This one's for all the investors who are thinking about getting out of the stock market.
Don't do it.
Stocks have hurt many people in the past few years, but they're still an essential portfolio component if you can wait at least five or 10 years and you can stand more ups and downs. It's not just me saying so.
Kim Shannon, one of the country's most successful mutual fund managers, believes we're in a sideways stock market that won't make a sustained move higher for a while yet. Meantime, she thinks investors can still generate average annual returns of 6 per cent, including dividends.
"The problem is that it's going to be a rough bronco ride," the president of Sionna Investment Managers said after a recent presentation to investment advisers in Ottawa.
You sort of knew that, right? Ever since the mid-2000s rally fell apart, stocks have been all over the place. Way down, way up and way down again. Some investors are getting sick of it and they're wondering whether they should pack it in.

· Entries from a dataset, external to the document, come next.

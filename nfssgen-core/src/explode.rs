//! Berry naming: exploding classified fonts into NFSS variants (made by FontLab https://www.fontlab.com/)
//!
//! Every font in the classification index is crossed with every option
//! combination it supports. Each pairing gets an extended family key, a
//! series code (weight + width), a shape code (variant), and an external font
//! name, and lands in the [`ExplodedIndex`].

use std::collections::{BTreeMap, BTreeSet};
use std::fmt;
use std::path::PathBuf;

use serde::{Deserialize, Serialize};

use crate::classify::{ClassKey, ClassificationIndex};
use crate::config::{CategoryTable, Config, OptionCategory};
use crate::error::Result;
use crate::record::{AttributeStore, FontRecord, OpticalRange};
use crate::tokens::{TokenList, SEP};

/// Series code for plain weight and width.
pub const MEDIUM_SERIES: &str = "m";
/// Shape code for an upright, unadorned variant.
pub const NORMAL_SHAPE: &str = "n";
/// Irregular Berry shape for italic small caps.
pub const ITALIC_SMALL_CAPS_SHAPE: &str = "si";

const ITALIC_TOKENS: &[&str] = &["italic", "it"];
const SMALL_CAPS_TOKEN: &str = "smcp";

/// Base family plus the family-forming options of one variant.
///
/// Never empty: the base family is always the first element.
#[derive(Debug, Clone, PartialEq, Eq, PartialOrd, Ord, Hash, Serialize, Deserialize)]
#[serde(try_from = "Vec<String>", into = "Vec<String>")]
pub struct FamilyKey(Vec<String>);

impl FamilyKey {
    pub fn new(base: impl Into<String>) -> Self {
        Self(vec![base.into()])
    }

    pub fn with_options<I, S>(base: impl Into<String>, options: I) -> Self
    where
        I: IntoIterator<Item = S>,
        S: Into<String>,
    {
        let mut key = Self::new(base);
        for option in options {
            key.push(option);
        }
        key
    }

    pub fn push(&mut self, option: impl Into<String>) {
        self.0.push(option.into());
    }

    pub fn base(&self) -> &str {
        &self.0[0]
    }

    pub fn options(&self) -> &[String] {
        &self.0[1..]
    }
}

impl TryFrom<Vec<String>> for FamilyKey {
    type Error = String;

    fn try_from(parts: Vec<String>) -> std::result::Result<Self, Self::Error> {
        if parts.is_empty() {
            return Err("family key needs a base family name".to_string());
        }
        Ok(Self(parts))
    }
}

impl From<FamilyKey> for Vec<String> {
    fn from(key: FamilyKey) -> Self {
        key.0
    }
}

impl fmt::Display for FamilyKey {
    fn fmt(&self, f: &mut fmt::Formatter<'_>) -> fmt::Result {
        f.write_str(&self.0.join(SEP))
    }
}

/// Leaf address in the exploded index.
#[derive(Debug, Clone, PartialEq, Eq, PartialOrd, Ord, Hash, Serialize, Deserialize)]
pub struct ExplodedKey {
    pub family: FamilyKey,
    pub series: String,
    pub shape: String,
    pub optical: Option<OpticalRange>,
}

impl ExplodedKey {
    pub fn optical_key(&self) -> String {
        OpticalRange::key(self.optical.as_ref())
    }
}

impl fmt::Display for ExplodedKey {
    fn fmt(&self, f: &mut fmt::Formatter<'_>) -> fmt::Result {
        write!(f, "{}/{}/{}", self.family, self.series, self.shape)?;
        if let Some(range) = &self.optical {
            write!(f, "/{range}")?;
        }
        Ok(())
    }
}

/// One installable variant: a font file plus the options that shape it.
#[derive(Debug, Clone, PartialEq, Eq, Serialize, Deserialize)]
pub struct ExplodedFont {
    /// PostScript name of the source font.
    pub source: String,
    pub filename: PathBuf,
    pub family: String,
    pub vendor: String,
    /// External (TFM) font name, e.g. `LY1-MinionPro-Regular-onum-kern-liga`.
    pub font_name: String,
    /// Feature tags passed to the converter, family-forming ones first.
    pub options: Vec<String>,
}

impl ExplodedFont {
    /// Converter flags enabling the options, as in `-fonum -fkern `.
    pub fn cmdline_options(&self) -> String {
        self.options.iter().map(|o| format!("-f{o} ")).collect()
    }
}

/// Two different fonts resolved to the same leaf; the later one won.
#[derive(Debug, Clone, PartialEq, Eq, Serialize)]
pub struct Collision {
    pub key: ExplodedKey,
    pub replaced: String,
    pub replacement: String,
}

/// (family, series, shape, optical range) → variant.
#[derive(Debug, Clone, Default)]
pub struct ExplodedIndex {
    leaves: BTreeMap<ExplodedKey, ExplodedFont>,
    collisions: Vec<Collision>,
}

impl ExplodedIndex {
    pub fn new() -> Self {
        Self::default()
    }

    /// Store a variant; a later insert at the same key replaces the earlier one.
    ///
    /// Replacements coming from a different source font are logged and kept
    /// in [`ExplodedIndex::collisions`].
    pub fn insert(&mut self, key: ExplodedKey, font: ExplodedFont) -> Option<ExplodedFont> {
        let replacement = font.source.clone();
        let previous = self.leaves.insert(key.clone(), font);
        if let Some(prev) = &previous {
            if prev.source != replacement {
                log::warn!(
                    "{key}: {} replaces {} (same family, series, shape and optical size)",
                    replacement,
                    prev.source
                );
                self.collisions.push(Collision {
                    key,
                    replaced: prev.source.clone(),
                    replacement,
                });
            }
        }
        previous
    }

    pub fn get(&self, key: &ExplodedKey) -> Option<&ExplodedFont> {
        self.leaves.get(key)
    }

    pub fn iter(&self) -> impl Iterator<Item = (&ExplodedKey, &ExplodedFont)> {
        self.leaves.iter()
    }

    pub fn len(&self) -> usize {
        self.leaves.len()
    }

    pub fn is_empty(&self) -> bool {
        self.leaves.is_empty()
    }

    pub fn collisions(&self) -> &[Collision] {
        &self.collisions
    }

    /// Distinct extended families, in key order.
    pub fn families(&self) -> Vec<&FamilyKey> {
        let mut families: Vec<&FamilyKey> = self.leaves.keys().map(|k| &k.family).collect();
        families.dedup();
        families
    }

    pub fn family_leaves<'a>(
        &'a self,
        family: &'a FamilyKey,
    ) -> impl Iterator<Item = (&'a ExplodedKey, &'a ExplodedFont)> + 'a {
        self.leaves.iter().filter(move |(k, _)| &k.family == family)
    }

    /// Series code → shape codes present for one family.
    pub fn shapes_by_series(&self, family: &FamilyKey) -> BTreeMap<String, BTreeSet<String>> {
        let mut map: BTreeMap<String, BTreeSet<String>> = BTreeMap::new();
        for (key, _) in self.family_leaves(family) {
            map.entry(key.series.clone())
                .or_default()
                .insert(key.shape.clone());
        }
        map
    }
}

/// Series code from the extended weight and width tokens.
///
/// Tokens are taken weight first, in first-seen order; `{regular}` alone (or
/// nothing) is the medium series `m`.
pub fn series_code(weight: &TokenList, width: &TokenList, config: &Config) -> Result<String> {
    let mut tokens = weight.clone();
    tokens.extend(width.iter().map(str::to_string));
    if tokens.is_regular() {
        return Ok(MEDIUM_SERIES.to_string());
    }

    let mut series = String::new();
    for token in tokens.iter() {
        series.push_str(config.code(token)?);
    }
    Ok(series)
}

/// Shape code from the extended variant tokens.
///
/// Italic together with small caps is the irregular `si`, emitted before
/// the codes of any remaining tokens.
pub fn shape_code(variant: &TokenList, config: &Config) -> Result<String> {
    if variant.is_regular() {
        return Ok(NORMAL_SHAPE.to_string());
    }

    let mut tokens = variant.clone();
    let mut shape = String::new();
    let italic = ITALIC_TOKENS.iter().any(|t| tokens.contains(t));
    if italic && tokens.contains(SMALL_CAPS_TOKEN) {
        for t in ITALIC_TOKENS {
            tokens.remove(t);
        }
        tokens.remove(SMALL_CAPS_TOKEN);
        shape.push_str(ITALIC_SMALL_CAPS_SHAPE);
    }

    for token in tokens.iter() {
        shape.push_str(config.code(token)?);
    }
    Ok(shape)
}

/// Names option combinations and fills the exploded index.
pub struct Exploder<'a> {
    config: &'a Config,
    categories: CategoryTable,
}

impl<'a> Exploder<'a> {
    pub fn new(config: &'a Config) -> Result<Self> {
        config.validate()?;
        Ok(Self {
            config,
            categories: config.categories()?,
        })
    }

    /// Name one (font, combination) pairing.
    pub fn name_variant(
        &self,
        class: &ClassKey,
        record: &FontRecord,
        combination: &[String],
    ) -> Result<(ExplodedKey, ExplodedFont)> {
        let mut family = FamilyKey::new(record.family.clone());
        let mut weight = TokenList::from(&class.weight);
        let mut width = TokenList::from(&class.width);
        let mut variant = TokenList::from(&class.variant);
        let mut name_options: Vec<String> = Vec::new();

        for token in combination {
            match self.categories.category(token) {
                Some(OptionCategory::Global) => name_options.push(token.clone()),
                Some(OptionCategory::Family) => family.push(token.clone()),
                Some(OptionCategory::Weight) => {
                    weight.push(token.clone());
                    name_options.push(token.clone());
                }
                Some(OptionCategory::Width) => {
                    width.push(token.clone());
                    name_options.push(token.clone());
                }
                Some(OptionCategory::Variant) => {
                    variant.push(token.clone());
                    name_options.push(token.clone());
                }
                Some(OptionCategory::Synthetic) | None => {}
            }
        }

        let series = series_code(&weight, &width, self.config)?;
        let shape = shape_code(&variant, self.config)?;

        let mut options: Vec<String> = family.options().to_vec();
        options.extend(name_options);

        let mut name_parts = vec![self.config.encoding.clone(), record.id.clone()];
        name_parts.extend(options.iter().cloned());

        let key = ExplodedKey {
            family,
            series,
            shape,
            optical: record.optical_size,
        };
        let font = ExplodedFont {
            source: record.id.clone(),
            filename: record.filename.clone(),
            family: record.family.clone(),
            vendor: record.vendor.clone(),
            font_name: name_parts.join(SEP),
            options,
        };
        Ok((key, font))
    }

    /// Explode every classified font; returns the number of variants named.
    pub fn explode_into(
        &self,
        classes: &ClassificationIndex,
        store: &AttributeStore,
        index: &mut ExplodedIndex,
    ) -> Result<usize> {
        let grammar = self.config.grammar();
        let mut named = 0;

        for (class, fonts) in classes.iter() {
            for placed in fonts {
                let Some(record) = store.get(&placed.id) else {
                    log::warn!("{} is classified but missing from the store", placed.id);
                    continue;
                };

                let mut combinations = grammar.combinations_for(&record.features).peekable();
                if combinations.peek().is_none() {
                    log::warn!("{}: no option combination applies, skipping", record.id);
                }

                for combination in combinations {
                    let (key, font) = self.name_variant(class, record, &combination)?;
                    log::debug!("{} [{}] -> {key}", record.id, combination.join(","));
                    index.insert(key, font);
                    named += 1;
                }
            }
        }

        Ok(named)
    }
}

Ms. Shannon's argument for staying has to compete with all kinds of other market views, some of which are scaring investors witless. Always check the credentials of anyone pronouncing on the markets. In Ms. Shannon's case, there's a long-term record of minding the downside while delivering solid returns as manager of Brandes Sionna Canadian Equity Fund and before that CI Canadian Investment.
To understand Ms. Shannon's take on the market, you have to go back to March 2000. Investors may remember that as the end of the tech boom, but to her it was the beginning of a sideways market that persists to this day.
Sideways? After the S&P/TSX composite index fell 33 per cent in 2008 and then snapped back 35 per cent and almost 18 per cent in the next two years?
"Sideways markets are incredibly volatile," Ms. Shannon said. "So you're going to get 30-per cent-plus years and you're going to get minus-15-per-cent years."
Her research indicates that sideways markets can last from 15 to 30 years. That would put us 11 years into the market's current move sideways, with at least four more years to go and possibly more.
Why stick around for this up-and-down nonsense? Because, as Ms. Shannon sees it, there are all kinds of opportunities to buy quality stocks at low prices.
"Today, I have a good 80 Canadian stocks with an expected return of 30 per cent or greater [over the next two years]" she said. "Most of the time in the last several years, I've had between 30 and 60 names, maybe, and sometimes I've had as few as 10 or 12."
Bargains are emerging because stock prices are now influenced more by what the major stock indexes are doing than the financial merits of individual companies, Ms. Shannon said. As a value manager, someone who tries to buy good companies at marked down prices, she's looking ahead to a time when investors start paying attention to the fundamentals and stop letting emotion rule their decisions.
Some sectors where Ms. Shannon is finding bargains right now are consumer staples, utilities and telecommunications. "The other sector that is quite fascinating to us is energy. A lot of the big-cap energy stocks are showing huge projected returns." (Big-cap means large companies as measured by market capitalization, or total shares outstanding multiplied by share price.)
Ms. Shannon holds gold stocks right now, but she's mostly sold her holdings in high-flying gold bullion. One gold stock that has her eye is Barrick Gold – "It has a lower PE [price-earnings]multiple than the broader market, which is shocking because it's a gold stock."
One common feature in sideways markets of the past is that Canada has been a top performer on a global basis. Ms. Shannon said our resource-heavy market is responsible. When investors dump financial assets like stocks, as they've done lately, they tend to buy hard assets like commodities. That, in turn, helps the kind of companies that make up half the Canadian stock market.
Some final points from Ms. Shannon: Dividends will make up a major part of stock market returns for the next while, forget trying to time market ups and downs and remember the benefits of buying low. "It's always good to buy the investment class that's been hammered."